- [Records from a collection]:
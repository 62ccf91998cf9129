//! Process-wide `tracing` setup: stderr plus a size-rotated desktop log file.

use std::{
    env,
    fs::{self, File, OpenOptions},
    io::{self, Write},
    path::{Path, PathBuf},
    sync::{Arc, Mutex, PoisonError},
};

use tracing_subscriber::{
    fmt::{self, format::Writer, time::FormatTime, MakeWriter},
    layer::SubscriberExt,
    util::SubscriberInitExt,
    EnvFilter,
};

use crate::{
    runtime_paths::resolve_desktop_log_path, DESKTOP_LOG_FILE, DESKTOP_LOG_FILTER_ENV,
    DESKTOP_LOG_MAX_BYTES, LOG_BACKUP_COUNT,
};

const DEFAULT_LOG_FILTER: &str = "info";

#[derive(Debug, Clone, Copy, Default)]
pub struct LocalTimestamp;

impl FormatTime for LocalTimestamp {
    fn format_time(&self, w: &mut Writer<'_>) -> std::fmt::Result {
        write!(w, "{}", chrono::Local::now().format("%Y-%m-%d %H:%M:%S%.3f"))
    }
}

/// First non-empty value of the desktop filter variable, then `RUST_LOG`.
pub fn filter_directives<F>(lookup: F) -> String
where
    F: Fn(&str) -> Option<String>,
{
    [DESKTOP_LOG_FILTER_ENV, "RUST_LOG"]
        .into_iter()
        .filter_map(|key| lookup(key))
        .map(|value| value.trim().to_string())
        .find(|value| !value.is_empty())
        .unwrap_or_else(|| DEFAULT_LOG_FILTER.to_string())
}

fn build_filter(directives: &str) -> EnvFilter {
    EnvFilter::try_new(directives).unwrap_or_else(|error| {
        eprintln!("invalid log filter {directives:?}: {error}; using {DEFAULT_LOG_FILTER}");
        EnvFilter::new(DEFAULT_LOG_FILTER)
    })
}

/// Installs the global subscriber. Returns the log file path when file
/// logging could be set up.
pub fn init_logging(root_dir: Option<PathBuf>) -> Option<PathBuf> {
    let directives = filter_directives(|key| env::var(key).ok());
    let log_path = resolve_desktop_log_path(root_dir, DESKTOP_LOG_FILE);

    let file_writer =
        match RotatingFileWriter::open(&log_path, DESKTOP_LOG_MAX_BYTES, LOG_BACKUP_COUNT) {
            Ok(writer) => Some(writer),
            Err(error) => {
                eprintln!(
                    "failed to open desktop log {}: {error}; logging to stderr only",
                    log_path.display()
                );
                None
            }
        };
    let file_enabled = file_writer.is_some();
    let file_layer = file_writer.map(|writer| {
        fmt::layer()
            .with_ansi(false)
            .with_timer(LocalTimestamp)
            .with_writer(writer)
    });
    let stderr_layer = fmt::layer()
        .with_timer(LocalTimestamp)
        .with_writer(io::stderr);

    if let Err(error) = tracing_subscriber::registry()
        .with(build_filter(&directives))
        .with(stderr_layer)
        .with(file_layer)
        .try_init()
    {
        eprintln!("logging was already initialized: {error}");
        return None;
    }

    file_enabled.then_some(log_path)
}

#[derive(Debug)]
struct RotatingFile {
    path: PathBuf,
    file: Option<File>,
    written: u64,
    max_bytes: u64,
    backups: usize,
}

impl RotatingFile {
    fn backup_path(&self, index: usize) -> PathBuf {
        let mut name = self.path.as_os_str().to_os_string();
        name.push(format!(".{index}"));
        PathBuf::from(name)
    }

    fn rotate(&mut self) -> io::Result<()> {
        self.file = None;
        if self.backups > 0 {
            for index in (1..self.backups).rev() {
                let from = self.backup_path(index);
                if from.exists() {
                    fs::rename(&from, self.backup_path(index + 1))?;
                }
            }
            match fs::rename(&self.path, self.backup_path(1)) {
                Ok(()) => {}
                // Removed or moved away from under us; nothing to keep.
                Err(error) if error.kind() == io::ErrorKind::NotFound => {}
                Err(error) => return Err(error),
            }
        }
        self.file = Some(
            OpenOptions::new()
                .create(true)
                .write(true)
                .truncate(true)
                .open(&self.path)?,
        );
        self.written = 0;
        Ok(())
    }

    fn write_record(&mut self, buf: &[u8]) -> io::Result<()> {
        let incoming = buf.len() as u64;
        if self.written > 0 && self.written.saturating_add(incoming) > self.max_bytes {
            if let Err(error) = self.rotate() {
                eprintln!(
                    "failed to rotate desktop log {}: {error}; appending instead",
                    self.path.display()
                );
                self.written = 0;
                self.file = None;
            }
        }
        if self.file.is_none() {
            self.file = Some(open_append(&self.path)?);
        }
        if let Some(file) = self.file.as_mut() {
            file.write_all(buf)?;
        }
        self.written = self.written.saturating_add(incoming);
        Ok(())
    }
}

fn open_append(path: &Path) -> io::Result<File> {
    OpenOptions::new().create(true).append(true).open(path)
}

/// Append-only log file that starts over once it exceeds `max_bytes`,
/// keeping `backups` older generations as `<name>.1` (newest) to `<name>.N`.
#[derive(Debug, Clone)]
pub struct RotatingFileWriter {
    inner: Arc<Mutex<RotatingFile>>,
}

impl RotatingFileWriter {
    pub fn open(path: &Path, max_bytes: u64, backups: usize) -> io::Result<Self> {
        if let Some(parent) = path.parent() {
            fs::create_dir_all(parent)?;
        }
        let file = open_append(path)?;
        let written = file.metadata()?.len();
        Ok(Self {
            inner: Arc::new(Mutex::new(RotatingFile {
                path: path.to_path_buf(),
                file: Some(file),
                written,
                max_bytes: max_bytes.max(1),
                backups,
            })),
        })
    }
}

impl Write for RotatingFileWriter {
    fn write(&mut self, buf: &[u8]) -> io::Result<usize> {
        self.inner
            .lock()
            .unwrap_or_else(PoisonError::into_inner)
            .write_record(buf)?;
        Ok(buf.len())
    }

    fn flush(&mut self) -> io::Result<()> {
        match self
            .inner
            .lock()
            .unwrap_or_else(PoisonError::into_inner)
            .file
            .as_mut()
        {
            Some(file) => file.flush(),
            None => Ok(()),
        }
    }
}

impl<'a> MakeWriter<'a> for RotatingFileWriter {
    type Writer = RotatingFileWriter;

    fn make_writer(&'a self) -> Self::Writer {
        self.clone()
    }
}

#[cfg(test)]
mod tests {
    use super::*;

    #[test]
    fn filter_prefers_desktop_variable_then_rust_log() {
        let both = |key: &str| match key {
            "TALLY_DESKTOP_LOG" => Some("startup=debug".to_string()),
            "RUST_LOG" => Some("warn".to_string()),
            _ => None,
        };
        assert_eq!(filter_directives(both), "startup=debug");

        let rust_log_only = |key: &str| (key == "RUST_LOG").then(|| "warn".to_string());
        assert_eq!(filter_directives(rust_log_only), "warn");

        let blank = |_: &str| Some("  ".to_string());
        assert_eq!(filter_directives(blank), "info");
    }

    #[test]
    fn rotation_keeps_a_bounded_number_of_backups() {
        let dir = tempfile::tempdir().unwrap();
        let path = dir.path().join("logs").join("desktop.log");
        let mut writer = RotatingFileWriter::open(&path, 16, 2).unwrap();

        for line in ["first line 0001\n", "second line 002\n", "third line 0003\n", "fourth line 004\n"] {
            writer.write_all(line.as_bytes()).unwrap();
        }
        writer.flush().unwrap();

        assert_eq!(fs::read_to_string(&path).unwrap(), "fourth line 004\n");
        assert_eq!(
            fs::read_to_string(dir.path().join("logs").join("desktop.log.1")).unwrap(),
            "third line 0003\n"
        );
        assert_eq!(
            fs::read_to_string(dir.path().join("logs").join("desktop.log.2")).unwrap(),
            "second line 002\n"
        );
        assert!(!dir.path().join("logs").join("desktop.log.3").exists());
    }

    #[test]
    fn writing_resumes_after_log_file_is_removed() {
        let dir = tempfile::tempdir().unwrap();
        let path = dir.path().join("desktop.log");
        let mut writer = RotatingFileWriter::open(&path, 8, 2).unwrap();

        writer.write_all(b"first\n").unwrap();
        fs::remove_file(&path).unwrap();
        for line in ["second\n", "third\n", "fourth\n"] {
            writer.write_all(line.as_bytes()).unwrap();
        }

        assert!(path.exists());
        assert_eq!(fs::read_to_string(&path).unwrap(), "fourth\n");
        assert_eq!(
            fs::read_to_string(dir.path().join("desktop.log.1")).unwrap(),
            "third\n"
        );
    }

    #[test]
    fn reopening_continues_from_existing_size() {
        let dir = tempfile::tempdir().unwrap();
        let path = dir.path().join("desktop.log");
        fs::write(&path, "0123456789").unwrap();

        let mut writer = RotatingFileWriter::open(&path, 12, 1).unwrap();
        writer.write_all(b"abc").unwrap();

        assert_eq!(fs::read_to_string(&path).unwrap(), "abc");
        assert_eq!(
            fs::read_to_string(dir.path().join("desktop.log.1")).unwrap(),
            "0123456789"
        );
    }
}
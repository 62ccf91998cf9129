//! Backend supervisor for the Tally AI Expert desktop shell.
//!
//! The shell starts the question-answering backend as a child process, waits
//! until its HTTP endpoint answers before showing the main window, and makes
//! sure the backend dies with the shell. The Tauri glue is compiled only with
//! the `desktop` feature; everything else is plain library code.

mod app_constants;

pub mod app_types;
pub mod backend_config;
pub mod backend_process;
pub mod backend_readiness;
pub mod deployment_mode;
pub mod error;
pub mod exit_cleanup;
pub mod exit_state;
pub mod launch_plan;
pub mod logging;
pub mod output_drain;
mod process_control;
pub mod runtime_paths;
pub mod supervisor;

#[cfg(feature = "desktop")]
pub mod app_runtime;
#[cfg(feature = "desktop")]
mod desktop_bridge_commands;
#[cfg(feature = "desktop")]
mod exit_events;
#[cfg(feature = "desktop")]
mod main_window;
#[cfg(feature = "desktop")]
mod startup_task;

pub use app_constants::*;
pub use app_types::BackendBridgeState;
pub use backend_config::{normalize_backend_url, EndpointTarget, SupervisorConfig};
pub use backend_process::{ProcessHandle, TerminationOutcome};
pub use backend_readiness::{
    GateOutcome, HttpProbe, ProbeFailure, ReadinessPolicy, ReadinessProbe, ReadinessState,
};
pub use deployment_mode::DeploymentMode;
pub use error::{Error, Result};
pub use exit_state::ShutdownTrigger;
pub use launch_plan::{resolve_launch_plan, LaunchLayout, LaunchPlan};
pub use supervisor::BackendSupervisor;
==
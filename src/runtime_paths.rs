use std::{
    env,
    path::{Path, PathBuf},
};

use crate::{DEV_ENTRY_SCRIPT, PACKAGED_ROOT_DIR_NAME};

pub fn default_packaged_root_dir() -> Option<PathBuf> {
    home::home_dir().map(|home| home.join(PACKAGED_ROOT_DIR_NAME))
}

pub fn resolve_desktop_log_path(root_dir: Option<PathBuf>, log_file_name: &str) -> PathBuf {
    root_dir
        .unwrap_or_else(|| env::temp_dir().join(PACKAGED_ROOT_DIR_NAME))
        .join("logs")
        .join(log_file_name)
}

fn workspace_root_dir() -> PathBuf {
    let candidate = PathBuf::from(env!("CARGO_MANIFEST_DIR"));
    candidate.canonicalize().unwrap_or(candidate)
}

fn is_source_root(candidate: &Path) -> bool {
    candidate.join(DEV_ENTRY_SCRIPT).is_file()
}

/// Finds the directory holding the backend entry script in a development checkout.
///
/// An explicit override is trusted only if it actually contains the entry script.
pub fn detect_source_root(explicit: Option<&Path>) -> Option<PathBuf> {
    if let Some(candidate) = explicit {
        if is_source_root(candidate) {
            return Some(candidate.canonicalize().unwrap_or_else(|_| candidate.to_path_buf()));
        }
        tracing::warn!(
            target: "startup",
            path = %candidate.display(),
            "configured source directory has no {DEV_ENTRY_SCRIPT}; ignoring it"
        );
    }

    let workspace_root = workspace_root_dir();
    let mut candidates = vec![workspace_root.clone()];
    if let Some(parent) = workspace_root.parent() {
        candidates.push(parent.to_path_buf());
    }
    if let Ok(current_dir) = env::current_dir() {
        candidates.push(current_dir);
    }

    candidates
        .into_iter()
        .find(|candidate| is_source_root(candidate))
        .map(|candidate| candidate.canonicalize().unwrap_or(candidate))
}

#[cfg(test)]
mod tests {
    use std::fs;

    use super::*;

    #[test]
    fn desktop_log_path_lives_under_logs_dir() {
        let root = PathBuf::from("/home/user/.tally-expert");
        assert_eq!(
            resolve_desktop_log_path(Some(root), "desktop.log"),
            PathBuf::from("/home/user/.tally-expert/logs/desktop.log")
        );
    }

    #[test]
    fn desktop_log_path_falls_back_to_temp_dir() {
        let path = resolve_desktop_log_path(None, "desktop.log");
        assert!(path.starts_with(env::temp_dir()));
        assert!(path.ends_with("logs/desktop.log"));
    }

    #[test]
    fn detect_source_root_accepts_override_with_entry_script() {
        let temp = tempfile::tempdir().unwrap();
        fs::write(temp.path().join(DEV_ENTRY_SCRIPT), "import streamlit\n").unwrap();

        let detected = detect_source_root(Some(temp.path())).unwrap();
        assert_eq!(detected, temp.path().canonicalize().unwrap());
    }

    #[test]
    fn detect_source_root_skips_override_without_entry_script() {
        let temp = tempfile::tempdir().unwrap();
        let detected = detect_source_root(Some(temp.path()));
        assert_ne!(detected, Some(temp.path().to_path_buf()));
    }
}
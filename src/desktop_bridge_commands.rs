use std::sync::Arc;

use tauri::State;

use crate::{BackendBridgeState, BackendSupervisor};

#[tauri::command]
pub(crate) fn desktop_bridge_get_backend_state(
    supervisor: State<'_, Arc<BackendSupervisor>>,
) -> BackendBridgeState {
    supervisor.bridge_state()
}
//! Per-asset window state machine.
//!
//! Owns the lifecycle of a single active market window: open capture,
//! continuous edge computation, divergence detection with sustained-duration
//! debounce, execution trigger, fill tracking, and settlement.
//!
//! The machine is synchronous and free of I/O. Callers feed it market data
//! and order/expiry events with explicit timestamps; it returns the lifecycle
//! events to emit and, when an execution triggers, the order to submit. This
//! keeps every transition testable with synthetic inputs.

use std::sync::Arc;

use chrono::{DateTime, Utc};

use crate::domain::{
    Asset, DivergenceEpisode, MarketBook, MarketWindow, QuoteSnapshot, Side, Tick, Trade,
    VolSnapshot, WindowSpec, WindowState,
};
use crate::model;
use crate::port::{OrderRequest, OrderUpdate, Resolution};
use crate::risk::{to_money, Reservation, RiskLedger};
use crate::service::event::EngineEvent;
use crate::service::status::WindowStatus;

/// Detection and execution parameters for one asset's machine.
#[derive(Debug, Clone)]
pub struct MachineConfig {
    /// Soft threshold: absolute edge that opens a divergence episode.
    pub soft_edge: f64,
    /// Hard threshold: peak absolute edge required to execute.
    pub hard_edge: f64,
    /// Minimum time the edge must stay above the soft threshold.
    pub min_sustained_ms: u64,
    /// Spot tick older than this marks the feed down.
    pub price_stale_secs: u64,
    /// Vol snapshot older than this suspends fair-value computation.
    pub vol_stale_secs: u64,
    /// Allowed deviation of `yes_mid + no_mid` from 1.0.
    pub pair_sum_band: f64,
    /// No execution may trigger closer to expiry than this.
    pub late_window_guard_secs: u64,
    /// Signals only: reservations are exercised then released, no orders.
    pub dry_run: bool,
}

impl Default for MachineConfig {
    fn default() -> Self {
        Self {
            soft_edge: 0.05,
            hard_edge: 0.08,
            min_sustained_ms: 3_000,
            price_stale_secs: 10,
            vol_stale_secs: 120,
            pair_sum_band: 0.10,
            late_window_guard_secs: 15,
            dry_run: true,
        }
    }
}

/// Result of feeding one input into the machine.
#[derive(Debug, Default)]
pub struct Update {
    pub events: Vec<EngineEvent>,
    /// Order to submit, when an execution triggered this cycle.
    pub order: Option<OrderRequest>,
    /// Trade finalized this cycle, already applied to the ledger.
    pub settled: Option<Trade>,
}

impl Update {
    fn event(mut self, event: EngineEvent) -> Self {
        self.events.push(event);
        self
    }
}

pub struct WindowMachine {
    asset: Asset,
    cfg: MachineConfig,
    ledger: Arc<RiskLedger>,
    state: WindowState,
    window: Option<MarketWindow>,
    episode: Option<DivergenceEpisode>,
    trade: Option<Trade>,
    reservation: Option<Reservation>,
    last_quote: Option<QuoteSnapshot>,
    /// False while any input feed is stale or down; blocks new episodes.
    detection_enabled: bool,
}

- [EXERCISE GOAL]: List all lines above in which the string "LocalTimestamp" appears.

- [EXERCISE RESPONSE]:
pub struct LocalTimestamp;
impl FormatTime for LocalTimestamp {
            .with_timer(LocalTimestamp)
        .with_timer(LocalTimestamp)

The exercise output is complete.